The covid-19 crisis has forced lenders to become far more risk-averse, banks are limiting business to core clients and assets, and there is a growing polarisation between funding opportunities for well-located, income-producing properties and the rest of the market.
These were among the conclusions drawn by European real estate debt specialists speaking at the Commercial Real Estate Finance Council Europe’s Autumn Conference 2020, held virtually on 4 and 5 November. But as well as talk of increased caution, there was also a focus on the opportunities ahead for debt providers. Here are some of the major talking points from the event.
Construction finance is a way to ‘look through’ the crisis: Although financing development is usually seen as a risky activity, conference delegates heard it is an effective way to make sensible choices about future demand for real estate amid uncertain market conditions. Unlike in the last crisis, oversupply is not a significant factor. By backing the right development project, lenders can put their capital to work in sectors likely to be most resilient to the pandemic and in locations where supply of stock is most needed.

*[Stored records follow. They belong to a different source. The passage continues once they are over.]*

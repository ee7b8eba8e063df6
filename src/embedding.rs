//! Embedding provider abstraction and the Ollama implementation.
//!
//! Defines the [`EmbeddingProvider`] trait and the production
//! [`OllamaProvider`], which calls the local Ollama embeddings API with a
//! fixed model. The trait seam exists so the store can be exercised with a
//! deterministic in-process provider in tests.
//!
//! Also provides the vector utilities shared with the store:
//! - [`cosine_similarity`] — similarity between two embedding vectors
//! - [`vec_to_blob`] — encode a `Vec<f32>` as little-endian bytes for
//!   SQLite BLOB storage
//! - [`blob_to_vec`] — decode a SQLite BLOB back into a `Vec<f32>`
//!
//! A failed embedding call is fatal to the run: there is a single attempt
//! and the error propagates unmodified to the caller.

use anyhow::{anyhow, bail, Result};
use async_trait::async_trait;
use serde::{Deserialize, Serialize};

/// Fixed embedding model; queries must be embedded with the same model the
/// index was built with.
pub const EMBEDDING_MODEL: &str = "nomic-embed-text";

/// Dimensionality of [`EMBEDDING_MODEL`] vectors.
pub const EMBEDDING_DIMS: usize = 768;

/// Environment variable naming the Ollama endpoint.
pub const OLLAMA_HOST_ENV: &str = "OLLAMA_HOST";

/// Default Ollama endpoint when [`OLLAMA_HOST_ENV`] is unset.
pub const DEFAULT_OLLAMA_HOST: &str = "http://localhost:11434";

/// Resolve the Ollama endpoint from the environment.
pub fn ollama_endpoint() -> String {
    std::env::var(OLLAMA_HOST_ENV)
        .ok()
        .filter(|host| !host.is_empty())
        .unwrap_or_else(|| DEFAULT_OLLAMA_HOST.to_string())
}

/// Trait for embedding providers.
///
/// The store holds a provider so that queries are embedded with the same
/// function the index was built with.
#[async_trait]
pub trait EmbeddingProvider: Send + Sync {
    /// Embed a single query text.
    async fn embed_query(&self, text: &str) -> Result<Vec<f32>>;
    /// Returns the model identifier (e.g. `"nomic-embed-text"`).
    fn model_name(&self) -> &str;
    /// Returns the embedding vector dimensionality (e.g. `768`).
    fn dims(&self) -> usize;
}

/// Create the production provider, bound to the fixed embedding model.
pub fn create_provider() -> Box<dyn EmbeddingProvider> {
    Box::new(OllamaProvider::new())
}

// ============ Ollama provider ============

/// Embedding provider backed by the Ollama embeddings API.
///
/// Posts to `POST /api/embed` on the endpoint named by `OLLAMA_HOST`
/// (default `http://localhost:11434`).
pub struct OllamaProvider {
    client: reqwest::Client,
    endpoint: String,
    model: String,
    dims: usize,
}

#[derive(Debug, Serialize)]
struct EmbedRequest {
    model: String,
    input: Vec<String>,
}

#[derive(Debug, Deserialize)]
struct EmbedResponse {
    embeddings: Vec<Vec<f32>>,
}

impl OllamaProvider {
    pub fn new() -> Self {
        Self {
            client: reqwest::Client::new(),
            endpoint: ollama_endpoint(),
            model: EMBEDDING_MODEL.to_string(),
            dims: EMBEDDING_DIMS,
        }
    }
}

impl Default for OllamaProvider {
    fn default() -> Self {
        Self::new()
    }
}

#[async_trait]
impl EmbeddingProvider for OllamaProvider {
    async fn embed_query(&self, text: &str) -> Result<Vec<f32>> {
        let url = format!("{}/api/embed", self.endpoint);
        let request = EmbedRequest {
            model: self.model.clone(),
            input: vec![text.to_string()],
        };

        let response = self.client.post(&url).json(&request).send().await?;

        let status = response.status();
        if !status.is_success() {
            let body = response.text().await.unwrap_or_default();
            bail!("Ollama embeddings API error {}: {}", status, body);
        }

        let parsed: EmbedResponse = response.json().await?;
        parsed
            .embeddings
            .into_iter()
            .next()
            .ok_or_else(|| anyhow!("Empty embedding response from Ollama"))
    }

    fn model_name(&self) -> &str {
        &self.model
    }

    fn dims(&self) -> usize {
        self.dims
    }
}

// ============ Vector utilities ============

/// Encode a float vector as a BLOB (little-endian f32 bytes).
///
/// Each `f32` is stored as 4 bytes in little-endian order, producing a BLOB
/// of `vec.len() × 4` bytes — the on-disk format of the `embedding` column.
pub fn vec_to_blob(vec: &[f32]) -> Vec<u8> {
    let mut bytes = Vec::with_capacity(vec.len() * 4);
    for &v in vec {
        bytes.extend_from_slice(&v.to_le_bytes());
    }
    bytes
}

/// Decode a BLOB back into a float vector.
///
/// Reverses [`vec_to_blob`]: reads 4-byte little-endian `f32` values from
/// the byte slice.
pub fn blob_to_vec(blob: &[u8]) -> Vec<f32> {
    blob.chunks_exact(4)
        .map(|chunk| f32::from_le_bytes([chunk[0], chunk[1], chunk[2], chunk[3]]))
        .collect()
}

/// Compute cosine similarity between two embedding vectors.
///
/// Returns a value in `[-1.0, 1.0]`. Returns `0.0` for empty vectors or
/// vectors of different lengths.
pub fn cosine_similarity(a: &[f32], b: &[f32]) -> f32 {
    if a.len() != b.len() || a.is_empty() {
        return 0.0;
    }

    let mut dot = 0.0f32;
    let mut norm_a = 0.0f32;
    let mut norm_b = 0.0f32;

    for (x, y) in a.iter().zip(b.iter()) {
        dot += x * y;
        norm_a += x * x;
        norm_b += y * y;
    }

    let denom = norm_a.sqrt() * norm_b.sqrt();
    if denom < f32::EPSILON {
        return 0.0;
    }

    dot / denom
}

#[cfg(test)]
mod tests {
    use super::*;

    #[test]
    fn test_provider_defaults() {
        let provider = OllamaProvider::new();
        assert_eq!(provider.model_name(), EMBEDDING_MODEL);
        assert_eq!(provider.dims(), EMBEDDING_DIMS);
    }

    #[test]
    fn test_embed_request_shape() {
        let request = EmbedRequest {
            model: EMBEDDING_MODEL.to_string(),
            input: vec!["hello".to_string()],
        };
        let json = serde_json::to_value(&request).unwrap();
        assert_eq!(json["model"], "nomic-embed-text");
        assert_eq!(json["input"][0], "hello");
    }

    #[test]
    fn test_vec_blob_roundtrip() {
        let vec = vec![1.0f32, -2.5, 3.125, 0.0, -0.001];
        let blob = vec_to_blob(&vec);
        let restored = blob_to_vec(&blob);
        assert_eq!(vec, restored);
    }

    #[test]
    fn test_cosine_identical() {
        let v = vec![1.0, 2.0, 3.0];
        let sim = cosine_similarity(&v, &v);
        assert!((sim - 1.0).abs() < 1e-6);
    }

    #[test]
    fn test_cosine_orthogonal() {
        let a = vec![1.0, 0.0, 0.0];
        let b = vec![0.0, 1.0, 0.0];
        let sim = cosine_similarity(&a, &b);
        assert!(sim.abs() < 1e-6);
    }

    #[test]
    fn test_cosine_opposite() {
        let a = vec![1.0, 0.0];
        let b = vec![-1.0, 0.0];
        let sim = cosine_similarity(&a, &b);
        assert!((sim + 1.0).abs() < 1e-6);
    }

    #[test]
    fn test_cosine_empty() {
        let sim = cosine_similarity(&[], &[]);
        assert_eq!(sim, 0.0);
    }

    #[test]
    fn test_cosine_different_lengths() {
        let a = vec![1.0, 2.0];
        let b = vec![1.0];
        let sim = cosine_similarity(&a, &b);
        assert_eq!(sim, 0.0);
    }
}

Appetite is heavily skewed towards pandemic-proof sectors: Panellists agreed credit is available to finance new schemes. However, the availability of finance varies hugely by sector. While banks remain willing to lend up to 60 percent loan-to-cost and debt funds up to 65 percent, according to one panellist, their appetite is skewed towards residential assets including build-to-rent apartments and logistics, including last-mile facilities.
Shops and hotels are not off the table: Although it is difficult to be too bullish on retail, it is clear not all parts of this unloved sector are being vetoed by lenders. Grocery-anchored schemes are considered relatively desirable, and retail warehouses are expected to outperform conventional retail by benefiting from the growing click-and-collect trend. There was also cautious optimism on hospitality. Nobody expects a return to pre-pandemic performance until at least 2023-24. But that has not led all lenders to retrench. Panellists expect there to be opportunities for sponsors to acquire good-quality assets at attractive prices, creating lending opportunities.
Flexibility is one certainty about future offices: A big question mark remains on how the pandemic will ultimately affect structural demand in the office sector. However, greater flexibility will be the norm for both employees and office building tenants, with an increase in tenant demand for more flexible lease terms noted by panellists. Demand for prime city centre headquarters subject to long-term leases is not expected to disappear. But a reduction of tenants’ footprint in this type of space and the potential replacement of any additional need for space with co-working facilities, featuring shorter term and more flexible leases, is considered a plausible scenario.
Covid-19 is forcing people to think strategically and collaboratively: The pandemic has upended previous assumptions about property sectors, meaning investors and lenders are thinking hard about how real estate can be adapted to the structural changes underway in the market. And despite covid-19 creating testing scenarios for lenders and their borrowers, several panellists remarked on the collaborative approach both sides of a loan deal are taking when issues arise. In an industry in which lenders and borrowers have been known to be adversarial in past cycles, this crisis has encouraged deal participants to work together to tackle problems caused by the pandemic.